What a difference between the pagan and the Christian views of propitiation! God’s own great love propitiated his great wrath towards all that contradicts what he is as true and sinless and loving. God gave himself in order to save us from himself. God was willing to forgive sinful men, willing to forgive them righteously, without in any way condoning their sin focusing his hatred for all that is tawdry and cruel and hurtful upon himself as he was made sin for us. His own heart, his own Son, Jesus Christ bore the full weight of that righteous wrath which we deserve. He declares sinners to be righteous in a manner that is altogether worthy of himself – the merciful and loving eternal God! If he merely shrugged and said, “Forgiven,” ever so lightly, then God’s own righteousness would have been compromised. He would have been a weakling, morally indifferent to hateful actions. He would have been saying that wickedness doesn’t matter. What a lie! What squalid falsehood. No, it was by a costly self-sacrifice that his wrath was propitiated towards our sins, moved by his love for pathetic people like us.

2. DEMONSTRATION.

Now here is a word that everyone knows. Chefs speak about recipes that will transform our cooking; then they print them out or sell recipe books, but they go on from that. They immediately give a demonstration of the whole process of preparation and cooking. You watch the demonstration. That is the difference between a book which teaches us and actions which display how things are done. We need the cookbook, yes, but we need the demonstration too.

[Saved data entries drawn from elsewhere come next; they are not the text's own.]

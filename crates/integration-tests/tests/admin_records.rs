//! Admin record pages fed with loose or oversized data.

use reqwest::StatusCode;
use segunda_mana_integration_tests::{
    FakeBackend, STAFF_EMAIL, admin_login, browser, location, order_doc, spawn_admin,
};

#[tokio::test]
async fn test_order_list_survives_null_payment_status() {
    let backend = FakeBackend::start().await;
    {
        let mut state = backend.state();
        state.orders.push(order_doc("o1", "Ana Santos"));
        let mut loose = order_doc("o2", "Lito Reyes");
        loose["paymentStatus"] = serde_json::Value::Null;
        state.orders.push(loose);
    }
    let base = spawn_admin(&backend).await;
    let browser = browser();
    admin_login(&browser, &base, STAFF_EMAIL).await;

    let resp = browser.get(format!("{base}/orders")).send().await.unwrap();
    assert_eq!(resp.status(), StatusCode::OK);
    let page = resp.text().await.unwrap();
    assert!(page.contains("Ana Santos"));
    assert!(page.contains("Lito Reyes"));
}

#[tokio::test]
async fn test_oversized_collection_amounts_are_refused() {
    let backend = FakeBackend::start().await;
    let base = spawn_admin(&backend).await;
    let browser = browser();
    admin_login(&browser, &base, STAFF_EMAIL).await;

    let resp = browser
        .post(format!("{base}/dailycollection"))
        .form(&[
            ("branch", "Cubao"),
            ("date", "2024-07-01"),
            ("item_0", "Shirt"),
            ("qty_0", "99999999999999999999"),
            ("amount_0", "99999999999999999999"),
        ])
        .send()
        .await
        .unwrap();
    assert_eq!(resp.status(), StatusCode::SEE_OTHER);
    assert_eq!(location(&resp), "/dailycollection");

    let page = browser
        .get(format!("{base}/dailycollection"))
        .send()
        .await
        .unwrap()
        .text()
        .await
        .unwrap();
    assert!(page.contains("Amounts are too large to total."));
}
//! HTTP middleware stack for storefront.
//!
//! # Middleware Order (bottom to top in Router)
//!
//! 1. Sentry layer (capture errors)
//! 2. `TraceLayer` (request tracing)
//! 3. Request ID (add unique ID to each request)
//! 4. Session layer (tower-sessions with in-memory store)

pub mod flash;
pub mod request_id;
pub mod session;

pub use flash::Flash;
pub use request_id::request_id_middleware;
pub use session::create_session_layer;
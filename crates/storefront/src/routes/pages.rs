//! Static pages and the contact form.

use askama::Template;
use askama_web::WebTemplate;
use axum::{
    Form,
    extract::State,
    response::{IntoResponse, Redirect, Response},
};
use tower_sessions::Session;
use tracing::instrument;

use segunda_mana_core::Notice;

use crate::backend::{BackendError, ContactMessage};
use crate::error::Result;
use crate::filters;
use crate::middleware::Flash;
use crate::models::session;
use crate::state::AppState;

/// About page template.
#[derive(Template, WebTemplate)]
#[template(path = "pages/about.html")]
pub struct AboutTemplate {
    pub flash: Option<Notice>,
}

/// Contact page template.
#[derive(Template, WebTemplate)]
#[template(path = "pages/contact.html")]
pub struct ContactTemplate {
    pub flash: Option<Notice>,
    pub form: ContactMessage,
}

/// Display the about page.
pub async fn about(Flash(flash): Flash) -> AboutTemplate {
    AboutTemplate { flash }
}

/// Display an empty contact form.
pub async fn contact_page(Flash(flash): Flash) -> ContactTemplate {
    ContactTemplate {
        flash,
        form: ContactMessage::default(),
    }
}

/// Send the contact form. Success redirects to a cleared form; failure
/// re-renders with the visitor's input.
#[instrument(skip(state, session, form))]
pub async fn send_contact(
    State(state): State<AppState>,
    session: Session,
    Form(form): Form<ContactMessage>,
) -> Result<Response> {
    match state.backend().send_contact(&form).await {
        Ok(message) => {
            session::flash(&session, Notice::success(message)).await?;
            Ok(Redirect::to("/contact").into_response())
        }
        Err(e) => {
            tracing::warn!("Failed to send contact message: {e}");
            let message = match e {
                BackendError::Api { .. } | BackendError::Unauthorized(_) => e.user_message(),
                _ => "An error occurred while sending your message.".to_string(),
            };
            Ok(ContactTemplate {
                flash: Some(Notice::error(message)),
                form,
            }
            .into_response())
        }
    }
}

The death of Jesus Christ on Golgotha is a demonstration, Paul is telling us (v.25). What does it demonstrate? It demonstrates God’s justice. Those are the very words before us. The cross is a visible display of this particular perfection of God, his justice.  So first you have the words, the teaching, and then you get the demonstration showing the truth and reality of the words true. First, here are some of the words, “The day that you eat from the tree of the knowledge of good and evil you will die,” and then there is the demonstration, “The LORD God banished him from the Garden of Eden to work the ground from which he had been taken. After he drove the man out” (Gen. 3: 23&24).  There are the words, “The LORD saw how great man’s wickedness on the earth had become, and that every inclination of the thoughts of his heart was only evil all the time. The LORD was grieved that he had made man on the earth, and his heart was filled with pain. So the LORD said, “I will wipe mankind, whom I have created, from the face of the earth” (Gen. 6-5-7). Then there is the demonstration; “In the six hundredth year of Noah’s life, on the seventeenth day of the second month – on that day all the springs of the great deep burst forth, and the floodgates of the heavens were opened. And rain fell on the earth for forty days and forty nights.” (Gen. 7:11&12). There are the words, “The LORD said, ‘The outcry against Sodom and Gomorrah is so great and their sin so grievous’” (Gen. 18:20) and then there is the demonstration, “The Lord rained down burning sulfur on Sodom and Gomorrah – from the Lord out of heaven. Thus he overthrew those cities” (Gen. 19:23). There are the words, “This is what the LORD says: ‘By this you will know that I am the LORD: With the staff that is in my hand I will strike the water of the Nile, and it will be changed into blood. The fish in the Nile will die, and the river will stink; the Egyptians will not be able to drink its water’” (Ex. 7:17&18). Then there is the demonstration, “Moses and Aaron did just as the LORD had commanded. He raised his staff in the presence of Pharaoh and his officials and struck the water of the Nile, and all the water was changed into blood” (Ex. 7:20).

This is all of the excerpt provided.